Even more profound than the message itself is the fact that it is now stored by every full node on the Bitcoin network around the world — forever. Later versions of the Bitcoin codebase tweaked the method of including such messages, it is now done with an OP_RETURN function which allows for up to 80 bytes of arbitrary data to be included in a transaction. Since 80 bytes is not a lot of space, it is common to include a cryptographic hash of a larger document, image, etc. But you may be asking yourself why anyone would want to include arbitrary data in a Bitcoin transaction in the first place which is then distributed and stored permanently on thousands of computers around the world… so lets look at some interesting use cases!

Tiananmen Square protests, 1989

It is well known that the Chinese Communist Party censors the information that Chinese people can possess, both in physical form and digital via the “Great Firewall.” One major example is any information about the infamous Tiananmen Square Massacre of 1989 where the military slaughtered hundreds of students protesting the oppressive regime. The Wikipedia page describing it, for example, is unreachable in China. Bitcoin fixes this. In 2017 an anonymous Bitcoin user embedded a thread titled “China: Tell the Truth About Tiananmen on Anniversary” into a Bitcoin transaction. The thread, written in both Chinese and English, laid out pro-freedom and anti-government tyranny messages as well as historical information about the tragic event. That thread is now hashed into the blockchain and can be accessed from anywhere in the world (including China) using a Bitcoin node.

Another interesting usage of Bitcoin’s OP_RETURN function is to timestamp or notarize a piece of data. Peter Todd’s project Open Timestamps aims to be an open source standard for using the Bitcoin blockchain to timestamp data. In other words, it offers a cryptographic proof that the data (perhaps a document, message, photograph) existed at the time of stamping. This can be useful in legal disputes, to battle censorship as described above, or to simply keep an immutable log of events. Analyst and writer Nic Carter has advocated for journalists to timestamp their articles as a means of combating shady practices such as covertly changing an article after it was posted. Similarly, the service poex.io (Proof of Existence) notarizes a file with a timestamp and hashes it into the blockchain for all time.

Tweetstamp is a fun Twitter bot that when summoned, will timestamp a tweet into the blockchain! This is helpful for holding people accountable who may have deleted unfavorable tweets, or to simply troll your friend’s bad takes. To use it, just reply to the tweet you want stamped, tag @tweet_stamp and write the keyword stamp.

Hashing extra data into the Bitcoin blockchain does come at a cost.
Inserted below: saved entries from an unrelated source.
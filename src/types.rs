//! Content records shared by the catalog, the router, and the page composer.
//!
//! Everything here is plain data. Records are built once when the
//! [`Catalog`](crate::catalog::Catalog) is constructed and never mutated
//! afterwards, so they derive `Serialize`/`Deserialize` for TOML catalogs but
//! carry no behavior beyond small display helpers.

use chrono::NaiveDate;
use serde::{Deserialize, Serialize};
use std::fmt;

/// One of the four fixed service groupings.
///
/// Variant order is the canonical order used by the services index and the
/// sitemap. The home page lists them in [`Category::HOME_ORDER`] instead.
#[derive(Debug, Clone, Copy, PartialEq, Eq, Hash, PartialOrd, Ord, Serialize, Deserialize)]
#[serde(rename_all = "kebab-case")]
pub enum Category {
    Cybersecurity,
    CloudInfrastructure,
    WebCommunications,
    ItManagement,
}

impl Category {
    pub const ALL: [Category; 4] = [
        Category::Cybersecurity,
        Category::CloudInfrastructure,
        Category::WebCommunications,
        Category::ItManagement,
    ];

    /// Order of the category cards on the home page.
    pub const HOME_ORDER: [Category; 4] = [
        Category::ItManagement,
        Category::Cybersecurity,
        Category::CloudInfrastructure,
        Category::WebCommunications,
    ];

    pub fn name(self) -> &'static str {
        match self {
            Category::Cybersecurity => "Cybersecurity",
            Category::CloudInfrastructure => "Cloud and Infrastructure",
            Category::WebCommunications => "Web and Communications",
            Category::ItManagement => "IT Management and Support",
        }
    }

    /// URL segment under `/services/category/`.
    pub fn slug(self) -> &'static str {
        match self {
            Category::Cybersecurity => "cybersecurity",
            Category::CloudInfrastructure => "cloud-infrastructure",
            Category::WebCommunications => "web-communications",
            Category::ItManagement => "it-management",
        }
    }

    pub fn from_slug(slug: &str) -> Option<Category> {
        Category::ALL.into_iter().find(|c| c.slug() == slug)
    }

    /// Long description shown above each group on the services index.
    pub fn description(self) -> &'static str {
        match self {
            Category::Cybersecurity => {
                "Protect your business from evolving threats with proactive security strategies, compliance expertise, and comprehensive risk reduction services."
            }
            Category::CloudInfrastructure => {
                "Build scalable, reliable IT infrastructure with modern cloud solutions and robust business continuity planning."
            }
            Category::WebCommunications => {
                "Establish a strong digital presence and streamline business communications with modern web and telephony solutions."
            }
            Category::ItManagement => {
                "Keep your technology running smoothly with expert monitoring, proactive maintenance, and strategic IT leadership."
            }
        }
    }

    /// Short teaser used on the home page category cards.
    pub fn teaser(self) -> &'static str {
        match self {
            Category::Cybersecurity => {
                "Reduce risk with practical security measures, clear best practices for your team, and monitoring that helps you spot issues early."
            }
            Category::CloudInfrastructure => {
                "Use cloud tools and infrastructure that scale with your business, support remote work, and keep your files organized."
            }
            Category::WebCommunications => {
                "Establish a professional online presence and streamline how your team communicates with modern websites and phone solutions."
            }
            Category::ItManagement => {
                "Keep your systems reliable with proactive maintenance, routine checks, and responsive support when something is not working."
            }
        }
    }

    pub fn icon(self) -> Icon {
        match self {
            Category::Cybersecurity => Icon::ShieldCheck,
            Category::CloudInfrastructure => Icon::CloudCog,
            Category::WebCommunications => Icon::Globe,
            Category::ItManagement => Icon::MonitorCog,
        }
    }
}

impl fmt::Display for Category {
    fn fmt(&self, f: &mut fmt::Formatter<'_>) -> fmt::Result {
        f.write_str(self.name())
    }
}

/// Opaque presentation handle attached to content records.
///
/// The data model never interprets it; the page composer maps it to a
/// glyph (see [`crate::layout::icon`]).
#[derive(Debug, Clone, Copy, PartialEq, Eq, Hash, Serialize, Deserialize)]
#[serde(rename_all = "kebab-case")]
pub enum Icon {
    Briefcase,
    Cloud,
    CloudCog,
    Globe,
    HardDrive,
    Handshake,
    Headphones,
    Lock,
    Mail,
    MessageSquare,
    MonitorCog,
    Phone,
    Search,
    Server,
    Shield,
    ShieldCheck,
    Sparkles,
    TrendingUp,
    Users,
}

impl Icon {
    /// Stable kebab-case name, matching the serde representation.
    pub fn name(self) -> &'static str {
        match self {
            Icon::Briefcase => "briefcase",
            Icon::Cloud => "cloud",
            Icon::CloudCog => "cloud-cog",
            Icon::Globe => "globe",
            Icon::HardDrive => "hard-drive",
            Icon::Handshake => "handshake",
            Icon::Headphones => "headphones",
            Icon::Lock => "lock",
            Icon::Mail => "mail",
            Icon::MessageSquare => "message-square",
            Icon::MonitorCog => "monitor-cog",
            Icon::Phone => "phone",
            Icon::Search => "search",
            Icon::Server => "server",
            Icon::Shield => "shield",
            Icon::ShieldCheck => "shield-check",
            Icon::Sparkles => "sparkles",
            Icon::TrendingUp => "trending-up",
            Icon::Users => "users",
        }
    }
}

/// A service as shown in listing and grid views.
#[derive(Debug, Clone, PartialEq, Serialize, Deserialize)]
#[serde(deny_unknown_fields)]
pub struct ServiceSummary {
    /// Stable URL identifier, unique across the catalog.
    pub slug: String,
    pub title: String,
    pub description: String,
    /// Site-relative path of the card image (e.g. `/images/managed-it.jpg`).
    pub image: String,
    pub category: Category,
    pub icon: Icon,
}

/// Full body of a service detail page, keyed by the same slug as its summary.
#[derive(Debug, Clone, PartialEq, Serialize, Deserialize)]
#[serde(deny_unknown_fields)]
pub struct ServiceDetail {
    pub slug: String,
    pub title: String,
    pub short_description: String,
    pub long_description: String,
    /// "What's included" list, in display order.
    pub features: Vec<String>,
    pub benefits: Vec<String>,
    /// Label of the primary call-to-action button.
    #[serde(default = "default_cta_text")]
    pub cta_text: String,
    /// Optional "how it works" walkthrough.
    #[serde(default, skip_serializing_if = "Vec::is_empty")]
    pub process_steps: Vec<ProcessStep>,
    #[serde(default, skip_serializing_if = "Vec::is_empty")]
    pub faqs: Vec<Faq>,
}

pub const DEFAULT_CTA_TEXT: &str = "Schedule a Free Consultation";

fn default_cta_text() -> String {
    DEFAULT_CTA_TEXT.to_string()
}

#[derive(Debug, Clone, PartialEq, Serialize, Deserialize)]
#[serde(deny_unknown_fields)]
pub struct ProcessStep {
    pub title: String,
    pub description: String,
}

#[derive(Debug, Clone, PartialEq, Serialize, Deserialize)]
#[serde(deny_unknown_fields)]
pub struct Faq {
    pub question: String,
    pub answer: String,
}

/// A resource article.
///
/// Catalog order is display and pagination order.
#[derive(Debug, Clone, PartialEq, Serialize, Deserialize)]
#[serde(deny_unknown_fields)]
pub struct ResourcePost {
    pub slug: String,
    pub title: String,
    pub description: String,
    pub image: String,
    pub date: NaiveDate,
    /// Display string such as `"5 min read"`.
    pub reading_time: String,
    pub tags: Vec<String>,
    /// Markdown article body.
    pub body: String,
}

/// One entry on the why-choose-us page.
#[derive(Debug, Clone, PartialEq, Serialize, Deserialize)]
#[serde(deny_unknown_fields)]
pub struct CompanyValue {
    pub title: String,
    pub description: String,
    pub icon: Icon,
}

/// `2025-12-01` → `"December 1, 2025"`.
pub fn format_date(date: NaiveDate) -> String {
    date.format("%B %-d, %Y").to_string()
}

/// `2025-12-01` → `"Dec 1, 2025"`.
pub fn format_date_short(date: NaiveDate) -> String {
    date.format("%b %-d, %Y").to_string()
}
As a distributed network, each extra byte included in a block must be stored on the hard drive of every full node on the network, which is currently estimated to be in the neighborhood of 50,000. While it is great fun, you may wish to give it some thought before you Tweetstamp that bad take — you are consuming more block space and therefore putting a storage burden on all Bitcoin node operators. For this reason the OP_RETURN function is not universally loved and its merit has been debated throughout Bitcoin’s development history.

Raspberry Pi computer

In my humble opinion it is well worth the extra block space to enable a globally distributed, openly available, immutable source of truth — especially since someone is willing to pay the higher transaction fee to include that extra data. This data will last forever as long as there is anyone willing to store a copy of the Bitcoin blockchain somewhere on Earth or beyond. At the time of writing, the entire blockchain (over 11 years of data) is less than 300 gigabytes and the open source Bitcoin Core software can be run on an old laptop or a $50 Raspberry Pi. This is good for Bitcoin.

Thanks for reading! If you liked this post please share to help me get the series off the ground. Feedback is also welcome.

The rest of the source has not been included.